What you have to do | Give back an exact copy of the lines in the records below, from the line that has "self.state == PrState::Merged" through the line that has "pub fn merged_on(&self)", and nothing besides.

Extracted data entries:
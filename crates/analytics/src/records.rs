use std::str::FromStr;

use chrono::{DateTime, NaiveDate, Utc};
use serde::{Deserialize, Serialize};
use uuid::Uuid;

#[derive(Debug, Clone, Copy, Serialize, Deserialize, PartialEq, Eq)]
#[serde(rename_all = "lowercase")]
pub enum PrState {
    Open,
    Merged,
    Closed,
}

impl PrState {
    pub fn as_str(&self) -> &'static str {
        match self {
            Self::Open => "open",
            Self::Merged => "merged",
            Self::Closed => "closed",
        }
    }
}

impl FromStr for PrState {
    type Err = String;

    fn from_str(value: &str) -> Result<Self, Self::Err> {
        match value {
            "open" => Ok(Self::Open),
            "merged" => Ok(Self::Merged),
            "closed" => Ok(Self::Closed),
            _ => Err(format!("unknown pull request state: {value}")),
        }
    }
}

#[derive(Debug, Clone, Copy, Serialize, Deserialize, PartialEq, Eq)]
#[serde(rename_all = "snake_case")]
pub enum ReviewState {
    Commented,
    Approved,
    ChangesRequested,
    Dismissed,
    Pending,
}

impl ReviewState {
    pub fn as_str(&self) -> &'static str {
        match self {
            Self::Commented => "commented",
            Self::Approved => "approved",
            Self::ChangesRequested => "changes_requested",
            Self::Dismissed => "dismissed",
            Self::Pending => "pending",
        }
    }
}

impl FromStr for ReviewState {
    type Err = String;

    fn from_str(value: &str) -> Result<Self, Self::Err> {
        match value {
            "commented" => Ok(Self::Commented),
            "approved" => Ok(Self::Approved),
            "changes_requested" => Ok(Self::ChangesRequested),
            "dismissed" => Ok(Self::Dismissed),
            "pending" => Ok(Self::Pending),
            _ => Err(format!("unknown review state: {value}")),
        }
    }
}

/// One member's assistant usage for one calendar day.
#[derive(Debug, Clone, Serialize, Deserialize, PartialEq)]
pub struct UsageRecord {
    pub member_id: String,
    pub date: NaiveDate,
    pub suggestions_shown: u32,
    pub suggestions_accepted: u32,
    pub acceptance_rate: Option<f64>,
}

impl UsageRecord {
    /// Acceptance rate for the day: the reported rate when present,
    /// otherwise derived from accepted/shown. None on days where nothing
    /// was shown.
    pub fn effective_acceptance_rate(&self) -> Option<f64> {
        if self.suggestions_shown == 0 {
            return None;
        }
        match self.acceptance_rate {
            Some(rate) => Some(rate),
            None => Some(
                self.suggestions_accepted as f64 / self.suggestions_shown as f64 * 100.0,
            ),
        }
    }
}

#[derive(Debug, Clone, Serialize, Deserialize)]
pub struct PullRequestRecord {
    pub id: Uuid,
    pub author_id: String,
    pub state: PrState,
    pub created_at: DateTime<Utc>,
    /// Set iff `state == Merged`.
    pub merged_at: Option<DateTime<Utc>>,
    pub cycle_time_hours: Option<f64>,
    pub review_time_hours: Option<f64>,
    pub additions: i64,
    pub deletions: i64,
    pub is_revert: bool,
    pub is_hotfix: bool,
    /// Linked issue key; empty string means unlinked.
    pub jira_key: String,
}

impl PullRequestRecord {
    pub fn is_merged(&self) -> bool {
        self.state == PrState::Merged
    }

    /// Total changed lines, the size axis for distribution bucketing.
    pub fn total_changes(&self) -> i64 {
        self.additions + self.deletions
    }

    /// Calendar day the merge landed, for weekly bucketing.
    pub fn merged_on(&self) -> Option<NaiveDate> {
        self.merged_at.map(|t| t.date_naive())
    }
}

#[derive(Debug, Clone, Serialize, Deserialize)]
pub struct ReviewRecord {
    pub pull_request_id: Uuid,
    pub reviewer_id: String,
    pub state: ReviewState,
    pub submitted_at: DateTime<Utc>,
}

/// Story-point estimate linked to a pull request via its issue key.
#[derive(Debug, Clone, Serialize, Deserialize)]
pub struct EstimateRecord {
    pub jira_key: String,
    pub story_points: f64,
}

Written answer |
        self.state == PrState::Merged
    }

    /// Total changed lines, the size axis for distribution bucketing.
    pub fn total_changes(&self) -> i64 {
        self.additions + self.deletions
    }

    /// Calendar day the merge landed, for weekly bucketing.
    pub fn merged_on(&self) -> Option<NaiveDate> {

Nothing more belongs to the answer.